━━ RECORDS SUPPLIED ━━

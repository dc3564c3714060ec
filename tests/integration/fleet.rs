//! Fleet checks over the real MySQL client against fake proxies

use std::sync::Arc;

use athena_monitor::client::MySqlClient;
use athena_monitor::config::{Config, Instance};
use athena_monitor::health::{
    Collaborators, InstanceChecker, ProbeDetail, ProbeKind, ReportAggregator, Severity,
};
use athena_monitor::inspect::ProcessRow;

use crate::fake_proxy::{backend, closed_port, Behavior, FakeProxy};
use crate::{processes, proxy_process, NoLogs};

fn checker(rows: Vec<ProcessRow>) -> Arc<InstanceChecker> {
    let mut config = Config::default();
    config.monitor.connect_timeout_ms = 500;
    config.monitor.probe_timeout_ms = 2000;

    let client = Arc::new(MySqlClient::new(config.monitor.connect_timeout()));
    let collaborators = Collaborators {
        processes: processes(rows),
        protocol: client.clone(),
        admin: client,
        logs: Arc::new(NoLogs),
    };
    Arc::new(InstanceChecker::new(&config, collaborators))
}

fn healthy_backends() -> Behavior {
    Behavior::Serve(vec![
        backend("1", "10.0.0.1:3306", "up", "rw"),
        backend("2", "10.0.0.2:3306", "up", "ro"),
    ])
}

#[tokio::test]
async fn test_healthy_instance() {
    let proxy = FakeProxy::start(healthy_backends()).await;
    let admin = FakeProxy::start(healthy_backends()).await;
    let instance = Instance::new("sql_s3", proxy.port, admin.port);

    let report = checker(vec![proxy_process(100, "sql_s3", 5.0, 64 * 1024)])
        .check(&instance)
        .await;

    assert_eq!(report.severity(), Severity::Ok, "{:?}", report);
    assert_eq!(report.verdicts().len(), 5);

    let backends = report.verdict(ProbeKind::Backends).unwrap();
    match &backends.detail {
        Some(ProbeDetail::Backends { backends }) => {
            assert_eq!(backends.len(), 2);
            assert_eq!(backends[0].address, "10.0.0.1:3306");
        }
        other => panic!("unexpected detail {:?}", other),
    }
}

#[tokio::test]
async fn test_read_write_backend_down_fails() {
    let proxy = FakeProxy::start(healthy_backends()).await;
    let admin = FakeProxy::start(Behavior::Serve(vec![
        backend("1", "10.0.0.1:3306", "down", "rw"),
        backend("2", "10.0.0.2:3306", "up", "ro"),
    ]))
    .await;
    let instance = Instance::new("sql_s3", proxy.port, admin.port);

    let report = checker(vec![proxy_process(100, "sql_s3", 5.0, 64 * 1024)])
        .check(&instance)
        .await;

    assert_eq!(report.severity(), Severity::Failed);
    let verdict = report.verdict(ProbeKind::Backends).unwrap();
    assert_eq!(verdict.message, "READ-WRITE BACKEND IS DOWN");
}

#[tokio::test]
async fn test_read_only_backends_down_warns() {
    let proxy = FakeProxy::start(healthy_backends()).await;
    let admin = FakeProxy::start(Behavior::Serve(vec![
        backend("1", "10.0.0.1:3306", "up", "rw"),
        backend("2", "10.0.0.2:3306", "down", "ro"),
        backend("3", "10.0.0.3:3306", "down", "ro"),
        backend("4", "10.0.0.4:3306", "down", "ro"),
    ]))
    .await;
    let instance = Instance::new("sql_s3", proxy.port, admin.port);

    let report = checker(vec![proxy_process(100, "sql_s3", 5.0, 64 * 1024)])
        .check(&instance)
        .await;

    assert_eq!(report.severity(), Severity::Warning);
    assert_eq!(
        report.verdict(ProbeKind::Backends).unwrap().message,
        "SOME SLAVES ARE DOWN"
    );
}

#[tokio::test]
async fn test_dead_instance_reports_every_probe() {
    let instance = Instance::new("sql_s3", closed_port().await, closed_port().await);

    let report = checker(vec![]).check(&instance).await;

    assert_eq!(report.severity(), Severity::Failed);
    for kind in [
        ProbeKind::Process,
        ProbeKind::Reachability,
        ProbeKind::Backends,
        ProbeKind::Resources,
    ] {
        assert_eq!(
            report.verdict(kind).map(|v| v.severity),
            Some(Severity::Failed),
            "{}",
            kind
        );
    }
    assert!(report
        .verdict(ProbeKind::Reachability)
        .unwrap()
        .message
        .starts_with("ERROR 2003"));
    // Missing log is not a problem
    assert_eq!(
        report.verdict(ProbeKind::ErrorLog).map(|v| v.severity),
        Some(Severity::Ok)
    );
}

#[tokio::test]
async fn test_rejected_login_is_reachable() {
    let proxy = FakeProxy::start(Behavior::RejectLogin).await;
    let admin = FakeProxy::start(Behavior::RejectLogin).await;
    let instance = Instance::new("sql_s3", proxy.port, admin.port);

    let report = checker(vec![proxy_process(100, "sql_s3", 5.0, 64 * 1024)])
        .check(&instance)
        .await;

    assert_eq!(
        report.verdict(ProbeKind::Reachability).map(|v| v.severity),
        Some(Severity::Ok)
    );
    // The admin listing itself is unavailable
    assert_eq!(
        report.verdict(ProbeKind::Backends).map(|v| v.severity),
        Some(Severity::Failed)
    );
}

#[tokio::test]
async fn test_fleet_pass() {
    let proxy = FakeProxy::start(healthy_backends()).await;
    let admin = FakeProxy::start(healthy_backends()).await;

    let instances = vec![
        Instance::new("sql_s3", proxy.port, admin.port),
        Instance::new("sql_s1", proxy.port, admin.port),
        Instance::new("sql_s2", proxy.port, admin.port),
    ];
    let checker = checker(vec![
        proxy_process(100, "sql_s3", 5.0, 64 * 1024),
        proxy_process(101, "sql_s1", 95.0, 64 * 1024),
    ]);
    let aggregator = ReportAggregator::new(checker, "monitor of mysql-proxy", 2);

    let report = aggregator.run(&instances).await;

    let names: Vec<_> = report.instances().iter().map(|r| r.name()).collect();
    assert_eq!(names, vec!["sql_s3", "sql_s1", "sql_s2"]);
    assert_eq!(report.instance("sql_s3").unwrap().severity(), Severity::Ok);
    assert_eq!(report.instance("sql_s1").unwrap().severity(), Severity::Warning);
    // No process for sql_s2
    assert_eq!(report.instance("sql_s2").unwrap().severity(), Severity::Failed);
    assert_eq!(report.severity(), Severity::Failed);

    let json = serde_json::to_value(&report).unwrap();
    assert_eq!(json["instances"]["sql_s1"]["severity"], "WARNING");

    let again = aggregator.run(&instances).await;
    assert_eq!(
        again.instances().iter().map(|r| r.severity()).collect::<Vec<_>>(),
        report.instances().iter().map(|r| r.severity()).collect::<Vec<_>>()
    );
}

━━━

- TASK PROMPT
Write out the whole listing exactly as it stands.

- TASK ANSWER
repository dc3564c3714060ec
filename tests/integration/fleet.rs
//! Fleet checks over the real MySQL client against fake proxies

use std::sync::Arc;

use athena_monitor::client::MySqlClient;
use athena_monitor::config::{Config, Instance};
use athena_monitor::health::{
    Collaborators, InstanceChecker, ProbeDetail, ProbeKind, ReportAggregator, Severity,
};
use athena_monitor::inspect::ProcessRow;

use crate::fake_proxy::{backend, closed_port, Behavior, FakeProxy};
use crate::{processes, proxy_process, NoLogs};

fn checker(rows: Vec<ProcessRow>) -> Arc<InstanceChecker> {
    let mut config = Config::default();
    config.monitor.connect_timeout_ms = 500;
    config.monitor.probe_timeout_ms = 2000;

    let client = Arc::new(MySqlClient::new(config.monitor.connect_timeout()));
    let collaborators = Collaborators {
        processes: processes(rows),
        protocol: client.clone(),
        admin: client,
        logs: Arc::new(NoLogs),
    };
    Arc::new(InstanceChecker::new(&config, collaborators))
}

fn healthy_backends() -> Behavior {
    Behavior::Serve(vec![
        backend("1", "10.0.0.1:3306", "up", "rw"),
        backend("2", "10.0.0.2:3306", "up", "ro"),
    ])
}

#[tokio::test]
async fn test_healthy_instance() {
    let proxy = FakeProxy::start(healthy_backends()).await;
    let admin = FakeProxy::start(healthy_backends()).await;
    let instance = Instance::new("sql_s3", proxy.port, admin.port);

    let report = checker(vec![proxy_process(100, "sql_s3", 5.0, 64 * 1024)])
        .check(&instance)
        .await;

    assert_eq!(report.severity(), Severity::Ok, "{:?}", report);
    assert_eq!(report.verdicts().len(), 5);

    let backends = report.verdict(ProbeKind::Backends).unwrap();
    match &backends.detail {
        Some(ProbeDetail::Backends { backends }) => {
            assert_eq!(backends.len(), 2);
            assert_eq!(backends[0].address, "10.0.0.1:3306");
        }
        other => panic!("unexpected detail {:?}", other),
    }
}

#[tokio::test]
async fn test_read_write_backend_down_fails() {
    let proxy = FakeProxy::start(healthy_backends()).await;
    let admin = FakeProxy::start(Behavior::Serve(vec![
        backend("1", "10.0.0.1:3306", "down", "rw"),
        backend("2", "10.0.0.2:3306", "up", "ro"),
    ]))
    .await;
    let instance = Instance::new("sql_s3", proxy.port, admin.port);

    let report = checker(vec![proxy_process(100, "sql_s3", 5.0, 64 * 1024)])
        .check(&instance)
        .await;

    assert_eq!(report.severity(), Severity::Failed);
    let verdict = report.verdict(ProbeKind::Backends).unwrap();
    assert_eq!(verdict.message, "READ-WRITE BACKEND IS DOWN");
}

#[tokio::test]
async fn test_read_only_backends_down_warns() {
    let proxy = FakeProxy::start(healthy_backends()).await;
    let admin = FakeProxy::start(Behavior::Serve(vec![
        backend("1", "10.0.0.1:3306", "up", "rw"),
        backend("2", "10.0.0.2:3306", "down", "ro"),
        backend("3", "10.0.0.3:3306", "down", "ro"),
        backend("4", "10.0.0.4:3306", "down", "ro"),
    ]))
    .await;
    let instance = Instance::new("sql_s3", proxy.port, admin.port);

    let report = checker(vec![proxy_process(100, "sql_s3", 5.0, 64 * 1024)])
        .check(&instance)
        .await;

    assert_eq!(report.severity(), Severity::Warning);
    assert_eq!(
        report.verdict(ProbeKind::Backends).unwrap().message,
        "SOME SLAVES ARE DOWN"
    );
}

#[tokio::test]
async fn test_dead_instance_reports_every_probe() {
    let instance = Instance::new("sql_s3", closed_port().await, closed_port().await);

    let report = checker(vec![]).check(&instance).await;

    assert_eq!(report.severity(), Severity::Failed);
    for kind in [
        ProbeKind::Process,
        ProbeKind::Reachability,
        ProbeKind::Backends,
        ProbeKind::Resources,
    ] {
        assert_eq!(
            report.verdict(kind).map(|v| v.severity),
            Some(Severity::Failed),
            "{}",
            kind
        );
    }
    assert!(report
        .verdict(ProbeKind::Reachability)
        .unwrap()
        .message
        .starts_with("ERROR 2003"));
    // Missing log is not a problem
    assert_eq!(
        report.verdict(ProbeKind::ErrorLog).map(|v| v.severity),
        Some(Severity::Ok)
    );
}

#[tokio::test]
async fn test_rejected_login_is_reachable() {
    let proxy = FakeProxy::start(Behavior::RejectLogin).await;
    let admin = FakeProxy::start(Behavior::RejectLogin).await;
    let instance = Instance::new("sql_s3", proxy.port, admin.port);

    let report = checker(vec![proxy_process(100, "sql_s3", 5.0, 64 * 1024)])
        .check(&instance)
        .await;

    assert_eq!(
        report.verdict(ProbeKind::Reachability).map(|v| v.severity),
        Some(Severity::Ok)
    );
    // The admin listing itself is unavailable
    assert_eq!(
        report.verdict(ProbeKind::Backends).map(|v| v.severity),
        Some(Severity::Failed)
    );
}

#[tokio::test]
async fn test_fleet_pass() {
    let proxy = FakeProxy::start(healthy_backends()).await;
    let admin = FakeProxy::start(healthy_backends()).await;

    let instances = vec![
        Instance::new("sql_s3", proxy.port, admin.port),
        Instance::new("sql_s1", proxy.port, admin.port),
        Instance::new("sql_s2", proxy.port, admin.port),
    ];
    let checker = checker(vec![
        proxy_process(100, "sql_s3", 5.0, 64 * 1024),
        proxy_process(101, "sql_s1", 95.0, 64 * 1024),
    ]);
    let aggregator = ReportAggregator::new(checker, "monitor of mysql-proxy", 2);

    let report = aggregator.run(&instances).await;

    let names: Vec<_> = report.instances().iter().map(|r| r.name()).collect();
    assert_eq!(names, vec!["sql_s3", "sql_s1", "sql_s2"]);
    assert_eq!(report.instance("sql_s3").unwrap().severity(), Severity::Ok);
    assert_eq!(report.instance("sql_s1").unwrap().severity(), Severity::Warning);
    // No process for sql_s2
    assert_eq!(report.instance("sql_s2").unwrap().severity(), Severity::Failed);
    assert_eq!(report.severity(), Severity::Failed);

    let json = serde_json::to_value(&report).unwrap();
    assert_eq!(json["instances"]["sql_s1"]["severity"], "WARNING");

    let again = aggregator.run(&instances).await;
    assert_eq!(
        again.instances().iter().map(|r| r.severity()).collect::<Vec<_>>(),
        report.instances().iter().map(|r| r.severity()).collect::<Vec<_>>()
    );
}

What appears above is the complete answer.